そんな知らせが入ったのは、秋の終わりだった。
まだ半年も経過していないというのに、あの夏の日がやけに遠く感じられるようになった頃、生家から早馬が飛んできたのだ。
駆け込んできた従僕の顔を見て、良くない知らせだというのは簡単に想像がついた。けれど、まさかシルビアのことだとは思いもよらなかった。
あの子は、悲劇を回避したはずだ。
だから、まさか未だに死の影があの子を取り込もうとしているだなんて思いも寄らなかったのだ。

その日はソレイルも久方ぶりの休暇をとっていて、部屋でゆっくりと朝食をとっていた。
久々の休みだからたまには二人で遠出でもしようか、なんて話をしていて。
前の晩から浮かれていたからこそ、かつてのあの日が蘇る。
こんな、普通の、何でもない穏やかな日に悪夢はもたらされた。

私の実家の印が刻まれた手紙には、既にシルビアは重篤であると書かれていた。
それを呼んだソレイルの顔が、分かりやすく、さっと青冷める。

「様子を、見てくる」

憮然とした顔付きで、いつもと同じ声音で、何気ない風を装ってそんなことを口にする。
それでも、ガタンと音を立てて立ち上がった彼の動揺は見てとれた。
妹が今にも死にそうだという知らせが入ったにも関わらず、ソレイルのそんな様子に、かっと血が上る。
「何で貴方が?」と思わず口を動かしそうになって、ひゅっと息を飲んで耐えた。
震えた唇を内側に巻き込んで、失言が飛び出さないように只管に堪える。口の中に血の味が広がった頃、やっと一言だけを搾り出した。

「・・私も参ります」

普段よりも意識してゆっくりと言葉を落とした。
ソレイルは執事に外出する旨を伝えながらコートに袖を通し、泊り込むつもりなのか荷物をまとめさせている。

「私も、一緒に参ります」

噛み砕くようにしてもう一度、同じ言葉を繰り返す。
そうしなければソレイルに掴みかかってでも問い詰めていた。
なぜ私の妹のことなのに、私は蚊帳の外なの?と。
『様子を、見てくる』なんて、まるで、一人で行くことが当たり前のようにそう口にした。
妹を失いそうな姉にかける言葉はないのかと叫びたくなる。

「いや、私は馬で行くから、君は馬車で来るといい」
「私も、馬には乗れます・・!」
「そんなに動揺していては手綱もうまく握れないだろう。
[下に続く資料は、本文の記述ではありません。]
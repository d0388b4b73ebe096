//! Structured logging.
//!
//! # Responsibilities
//! - Initialize the tracing subscriber for binaries and tests
//! - Let `RUST_LOG` override the configured level
//!
//! # Design Decisions
//! - Uses tracing crate for structured logging
//! - `try_init` so a host that installed its own subscriber keeps it

use tracing_subscriber::util::TryInitError;
use tracing_subscriber::{layer::SubscriberExt, util::SubscriberInitExt, EnvFilter};

/// Install a fmt subscriber filtered by `RUST_LOG`, falling back to `default_directive`.
pub fn init_logging(default_directive: &str) -> Result<(), TryInitError> {
    tracing_subscriber::registry()
        .with(EnvFilter::try_from_default_env().unwrap_or_else(|_| EnvFilter::new(default_directive)))
        .with(tracing_subscriber::fmt::layer())
        .try_init()
}
//! Peer certificate chain as exposed to callers.

use rustls::pki_types::CertificateDer;
use x509_parser::prelude::*;

use crate::error::{EtlsError, EtlsResult};

/// DER certificates presented by the peer, ordered leaf-last.
#[derive(Debug, Clone, Default, PartialEq, Eq)]
pub struct CertificateChain {
    certs: Vec<CertificateDer<'static>>,
}

impl CertificateChain {
    /// Build from the handshake's presented list, which rustls orders leaf-first.
    pub fn from_presented(presented: Option<&[CertificateDer<'static>]>) -> Self {
        let mut certs = presented.map(<[_]>::to_vec).unwrap_or_default();
        certs.reverse();
        Self { certs }
    }

    /// The peer's own certificate: the last element.
    pub fn peer_certificate(&self) -> EtlsResult<&CertificateDer<'static>> {
        self.certs.last().ok_or(EtlsError::NoPeerCertificate)
    }

    pub fn len(&self) -> usize {
        self.certs.len()
    }

    pub fn is_empty(&self) -> bool {
        self.certs.is_empty()
    }

    pub fn iter(&self) -> impl Iterator<Item = &CertificateDer<'static>> {
        self.certs.iter()
    }

    /// Subject distinguished names, leaf-last. Unparseable entries are skipped.
    pub fn subjects(&self) -> Vec<String> {
        self.certs
            .iter()
            .filter_map(|cert| X509Certificate::from_der(cert.as_ref()).ok())
            .map(|(_, parsed)| parsed.subject().to_string())
            .collect()
    }
}
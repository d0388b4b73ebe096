//! Endpoint resolution.
//!
//! # Responsibilities
//! - Turn a hostname or address literal plus port into candidate endpoints
//! - Report unknown hosts and empty answers as resolution errors
//! - Allow addresses to be pinned per host (tests, service overrides)

use std::collections::HashMap;
use std::fmt;
use std::net::SocketAddr;
use std::sync::Arc;

use futures_util::future::BoxFuture;

use crate::error::{EtlsError, EtlsResult};

/// A resolved transport endpoint, consumed by one connection attempt.
#[derive(Debug, Clone, Copy, PartialEq, Eq, Hash)]
pub struct Endpoint(SocketAddr);

impl Endpoint {
    pub fn new(addr: SocketAddr) -> Self {
        Self(addr)
    }

    pub fn addr(&self) -> SocketAddr {
        self.0
    }
}

impl From<SocketAddr> for Endpoint {
    fn from(addr: SocketAddr) -> Self {
        Self(addr)
    }
}

impl fmt::Display for Endpoint {
    fn fmt(&self, f: &mut fmt::Formatter<'_>) -> fmt::Result {
        self.0.fmt(f)
    }
}

/// Source of endpoints for a host.
///
/// Implementations return a non-empty list or an error of the resolution
/// category.
pub trait Resolve: Send + Sync + fmt::Debug {
    fn resolve<'a>(&'a self, host: &'a str, port: u16) -> BoxFuture<'a, EtlsResult<Vec<Endpoint>>>;
}

/// System resolver backed by `tokio::net::lookup_host`.
#[derive(Debug, Clone, Copy, Default)]
pub struct DnsResolver;

impl Resolve for DnsResolver {
    fn resolve<'a>(&'a self, host: &'a str, port: u16) -> BoxFuture<'a, EtlsResult<Vec<Endpoint>>> {
        Box::pin(async move {
            let addrs = tokio::net::lookup_host((host, port))
                .await
                .map_err(|source| EtlsError::Resolve {
                    host: host.to_string(),
                    source,
                })?;
            non_empty(host, addrs.map(Endpoint::from).collect())
        })
    }
}

/// Resolver with pinned addresses per host.
///
/// Pinned addresses carry their own ports; the requested port is ignored for
/// them. Hosts without a pin go to the fallback resolver, or fail when there
/// is none.
#[derive(Debug, Clone, Default)]
pub struct StaticResolver {
    pins: HashMap<String, Vec<SocketAddr>>,
    fallback: Option<Arc<dyn Resolve>>,
}

impl StaticResolver {
    pub fn new() -> Self {
        Self::default()
    }

    /// Pin `addrs` for `host` (case-insensitive).
    pub fn pin(mut self, host: &str, addrs: impl IntoIterator<Item = SocketAddr>) -> Self {
        self.pins
            .insert(host.to_ascii_lowercase(), addrs.into_iter().collect());
        self
    }

    /// Send unpinned hosts to `resolver`.
    pub fn with_fallback(mut self, resolver: Arc<dyn Resolve>) -> Self {
        self.fallback = Some(resolver);
        self
    }
}

impl Resolve for StaticResolver {
    fn resolve<'a>(&'a self, host: &'a str, port: u16) -> BoxFuture<'a, EtlsResult<Vec<Endpoint>>> {
        Box::pin(async move {
            if let Some(addrs) = self.pins.get(&host.to_ascii_lowercase()) {
                return non_empty(host, addrs.iter().copied().map(Endpoint::from).collect());
            }
            match &self.fallback {
                Some(fallback) => fallback.resolve(host, port).await,
                None => Err(EtlsError::NoAddresses {
                    host: host.to_string(),
                }),
            }
        })
    }
}

fn non_empty(host: &str, endpoints: Vec<Endpoint>) -> EtlsResult<Vec<Endpoint>> {
    if endpoints.is_empty() {
        return Err(EtlsError::NoAddresses {
            host: host.to_string(),
        });
    }
    tracing::debug!(host, count = endpoints.len(), "Host resolved");
    Ok(endpoints)
}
頼むから言うことを聞いてくれ」

その足が、つま先が、屋敷を出ようと急いている。
行く手を阻むように身を乗り出した私の肩を押さえるようにして、自分の視界から追い出すソレイル。
「待ってください、」「私も一緒に、」「待って、」「待って、お願い、」「ソレイル様、」
足早に玄関ホールを抜けるソレイルに縋りつくようにしては言葉や態度で制される。
一緒に連れて行く気はないのだと。
最終的に、いつまでもソレイルにまとわり付いている私に焦れたのか、ソレイルの専属執事が私たちの間に割り込んで静かに告げた。

「奥様、すぐに馬車をご用意致します」

かつてのあの日、妹の死を告げたのと同じ声音で、静かに、だけどはっきりと。
まざまざと蘇るあの日の風景と、有無を言わせない彼の態度に微かに怯んでいる間にソレイルの後ろ姿を見失った。

「どうして、」

ぽつりと落ちた言葉が静寂を取り戻した玄関ホールの大理石の上に転がった。
執事がほんの一瞬だけこちらに視線を寄こしたけれど元々そんなに興味はなかったのだろう。
「馬車の準備ができましたらお迎えに上がりますので自室でお待ちください」と用件だけを口にして早々にその場から離れていく。

「どうしてなの、」

沸き上がった疑念が口をついて出る。
死にかけているのは私の妹なのに、なぜ、ソレイル宛に手紙が届くのだ。
生家からの手紙であれば当然、私宛だと思っていた。
けれど、従僕は初めからソレイルに直接手渡すつもりでここへ来た。
例え、私の実家であろうとも、格上の侯爵家嫡子に直接手紙をしたためるなど不躾にも程がある。ソレイルに用件があるのだとしても、血の繋がった娘がその妻であれば、ひとまず娘を通すのが筋なのだ。どれ程の緊急事態であろうとも手順を踏むのが貴族というものである。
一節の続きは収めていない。